The user is asked to enter their information to connect with an agent.

chatTwo

When the agent is alerted that there is a person waiting to chat they automatically get a ‘screen pop’ informing them of the contact details

chatThree

The full contact or lead record is available to the agent making all their persons information instantly available. Much nicer than having to ask them a million questions.

Now when a user uses your chat form they will have to fill in their email, name and phone. Using that we can either locate them if they already exist, or create them on the fly and pass that information along to the agent. Pretty slick eh? One small bug that I dislike and currently do not know how to fix is that even though the contactId/leadId is passed to the console those fields are not populated visually.
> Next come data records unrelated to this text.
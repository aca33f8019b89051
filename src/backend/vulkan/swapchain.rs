// Swapchain - Window presentation
//
// Builds the swap surface set (swapchain, its image views and one
// framebuffer per presentable image) and maps acquire/present results onto
// the backend-neutral outcomes. Stale surfaces are never errors here.

use anyhow::{Context, Result};
use ash::extensions::khr;
use ash::vk;
use glam::UVec2;

use super::{pipeline, VulkanDevice};
use crate::backend::{AcquireOutcome, PresentMode, PresentOutcome, SurfaceCapabilities, SurfaceInfo};

/// One generation of presentable images and everything built on them
#[derive(Debug)]
pub struct SurfaceSet {
    pub swapchain: vk::SwapchainKHR,
    pub images: Vec<vk::Image>,
    pub views: Vec<vk::ImageView>,
    pub framebuffers: Vec<vk::Framebuffer>,
    pub extent: vk::Extent2D,
}

pub fn present_mode_to_vk(mode: PresentMode) -> vk::PresentModeKHR {
    match mode {
        PresentMode::Immediate => vk::PresentModeKHR::IMMEDIATE,
        PresentMode::Mailbox => vk::PresentModeKHR::MAILBOX,
        PresentMode::Fifo => vk::PresentModeKHR::FIFO,
        PresentMode::FifoRelaxed => vk::PresentModeKHR::FIFO_RELAXED,
    }
}

fn present_mode_from_vk(mode: vk::PresentModeKHR) -> Option<PresentMode> {
    match mode {
        vk::PresentModeKHR::IMMEDIATE => Some(PresentMode::Immediate),
        vk::PresentModeKHR::MAILBOX => Some(PresentMode::Mailbox),
        vk::PresentModeKHR::FIFO => Some(PresentMode::Fifo),
        vk::PresentModeKHR::FIFO_RELAXED => Some(PresentMode::FifoRelaxed),
        _ => None,
    }
}

/// Prefer an sRGB 8-bit format, otherwise whatever the surface lists first
pub fn choose_surface_format(device: &VulkanDevice) -> Result<vk::SurfaceFormatKHR> {
    let formats = unsafe {
        device
            .surface_loader
            .get_physical_device_surface_formats(device.physical_device, device.surface)
    }
    .context("Failed to query surface formats")?;

    let format = formats
        .iter()
        .find(|f| {
            matches!(f.format, vk::Format::B8G8R8A8_SRGB | vk::Format::R8G8B8A8_SRGB)
                && f.color_space == vk::ColorSpaceKHR::SRGB_NONLINEAR
        })
        .or_else(|| formats.first())
        .copied()
        .context("No suitable surface format")?;

    log::info!("Surface format: {:?} / {:?}", format.format, format.color_space);
    Ok(format)
}

pub fn query_capabilities(device: &VulkanDevice) -> Result<SurfaceCapabilities> {
    let caps = unsafe {
        device
            .surface_loader
            .get_physical_device_surface_capabilities(device.physical_device, device.surface)
    }
    .context("Failed to query surface capabilities")?;

    let present_modes = unsafe {
        device
            .surface_loader
            .get_physical_device_surface_present_modes(device.physical_device, device.surface)
    }
    .context("Failed to query present modes")?;

    // u32::MAX means the swapchain decides the size
    let current_extent = (caps.current_extent.width != u32::MAX)
        .then(|| UVec2::new(caps.current_extent.width, caps.current_extent.height));

    Ok(SurfaceCapabilities {
        current_extent,
        min_extent: UVec2::new(caps.min_image_extent.width, caps.min_image_extent.height),
        max_extent: UVec2::new(caps.max_image_extent.width, caps.max_image_extent.height),
        min_image_count: caps.min_image_count,
        max_image_count: caps.max_image_count,
        present_modes: present_modes.into_iter().filter_map(present_mode_from_vk).collect(),
    })
}

/// Everything a surface set build needs besides the target configuration
pub struct SurfaceSetDesc<'a> {
    pub format: vk::SurfaceFormatKHR,
    pub render_pass: vk::RenderPass,
    pub color: &'a [vk::ImageView],
    pub depth: &'a [vk::ImageView],
    /// Handed to the driver so in-flight presentation can finish on it
    pub previous: Option<&'a SurfaceSet>,
}

pub fn create_surface_set(
    device: &VulkanDevice,
    loader: &khr::Swapchain,
    info: &SurfaceInfo,
    desc: &SurfaceSetDesc<'_>,
) -> Result<SurfaceSet> {
    log::info!("Creating swapchain: {}x{}", info.extent.x, info.extent.y);

    let caps = unsafe {
        device
            .surface_loader
            .get_physical_device_surface_capabilities(device.physical_device, device.surface)
    }
    .context("Failed to query surface capabilities")?;

    let composite_alpha = [
        vk::CompositeAlphaFlagsKHR::OPAQUE,
        vk::CompositeAlphaFlagsKHR::INHERIT,
        vk::CompositeAlphaFlagsKHR::PRE_MULTIPLIED,
        vk::CompositeAlphaFlagsKHR::POST_MULTIPLIED,
    ]
    .into_iter()
    .find(|&flag| caps.supported_composite_alpha.contains(flag))
    .unwrap_or(vk::CompositeAlphaFlagsKHR::OPAQUE);

    let extent = vk::Extent2D {
        width: info.extent.x,
        height: info.extent.y,
    };
    let old_swapchain = desc
        .previous
        .map_or(vk::SwapchainKHR::null(), |previous| previous.swapchain);

    let create_info = vk::SwapchainCreateInfoKHR::builder()
        .surface(device.surface)
        .min_image_count(info.image_count)
        .image_format(desc.format.format)
        .image_color_space(desc.format.color_space)
        .image_extent(extent)
        .image_array_layers(1)
        .image_usage(vk::ImageUsageFlags::COLOR_ATTACHMENT)
        .image_sharing_mode(vk::SharingMode::EXCLUSIVE)
        .pre_transform(caps.current_transform)
        .composite_alpha(composite_alpha)
        .present_mode(present_mode_to_vk(info.present_mode))
        .clipped(true)
        .old_swapchain(old_swapchain);

    let swapchain = unsafe { loader.create_swapchain(&create_info, None) }
        .context("Failed to create swapchain")?;

    let mut set = SurfaceSet {
        swapchain,
        images: Vec::new(),
        views: Vec::new(),
        framebuffers: Vec::new(),
        extent,
    };
    // A partially built set is torn down before the error propagates
    if let Err(e) = populate(device, loader, &mut set, desc) {
        destroy_surface_set(device, loader, set);
        return Err(e);
    }

    log::info!("Created swapchain with {} images", set.images.len());
    Ok(set)
}

fn populate(
    device: &VulkanDevice,
    loader: &khr::Swapchain,
    set: &mut SurfaceSet,
    desc: &SurfaceSetDesc<'_>,
) -> Result<()> {
    set.images = unsafe { loader.get_swapchain_images(set.swapchain) }
        .context("Failed to get swapchain images")?;

    for &image in &set.images {
        let view = super::buffer::create_image_view(
            device,
            image,
            desc.format.format,
            vk::ImageAspectFlags::COLOR,
            1,
        )?;
        set.views.push(view);
    }

    set.framebuffers = pipeline::create_framebuffers(
        device,
        desc.render_pass,
        &set.views,
        desc.color,
        desc.depth,
        set.extent,
    )?;
    Ok(())
}

/// Framebuffers, views, then the swapchain itself
pub fn destroy_surface_set(device: &VulkanDevice, loader: &khr::Swapchain, set: SurfaceSet) {
    unsafe {
        for framebuffer in set.framebuffers {
            device.device.destroy_framebuffer(framebuffer, None);
        }
        for view in set.views {
            device.device.destroy_image_view(view, None);
        }
        loader.destroy_swapchain(set.swapchain, None);
    }
}

/// Acquire next image for rendering, untimed
pub fn acquire_next_image(
    loader: &khr::Swapchain,
    set: &SurfaceSet,
    semaphore: vk::Semaphore,
) -> Result<AcquireOutcome> {
    let result = unsafe {
        loader.acquire_next_image(set.swapchain, u64::MAX, semaphore, vk::Fence::null())
    };

    match result {
        Ok((image_index, suboptimal)) => Ok(AcquireOutcome::Acquired { image_index, suboptimal }),
        Err(vk::Result::ERROR_OUT_OF_DATE_KHR) => Ok(AcquireOutcome::OutOfDate),
        Err(e) => Err(e).context("Failed to acquire swapchain image"),
    }
}

/// Present rendered image to screen
pub fn present(
    loader: &khr::Swapchain,
    queue: vk::Queue,
    set: &SurfaceSet,
    image_index: u32,
    wait: vk::Semaphore,
) -> Result<PresentOutcome> {
    let swapchains = [set.swapchain];
    let image_indices = [image_index];
    let wait_semaphores = [wait];

    let present_info = vk::PresentInfoKHR::builder()
        .wait_semaphores(&wait_semaphores)
        .swapchains(&swapchains)
        .image_indices(&image_indices);

    let result = unsafe { loader.queue_present(queue, &present_info) };

    match result {
        Ok(false) => Ok(PresentOutcome::Presented),
        Ok(true) => Ok(PresentOutcome::Suboptimal),
        Err(vk::Result::ERROR_OUT_OF_DATE_KHR) => Ok(PresentOutcome::OutOfDate),
        Err(e) => Err(e).context("Failed to present swapchain image"),
    }
}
So your agent doesn’t see the lookups populated, even though they are. I think for now it’s just a training point to tell them. When the chat is saved and closed the transcript will be related to the contact/lead you just can’t see it on this screen. Weird I know.

Anyway I hope this helps getting you started and maybe even finished implementing Live Agent. It’s pretty cool and has a lot of features/power…. way more than I would have guessed. Best of all it makes you look like some kind of development wizard when you get go from request to implementation in like a few hours, so now you can get back to reddit… until the next request comes.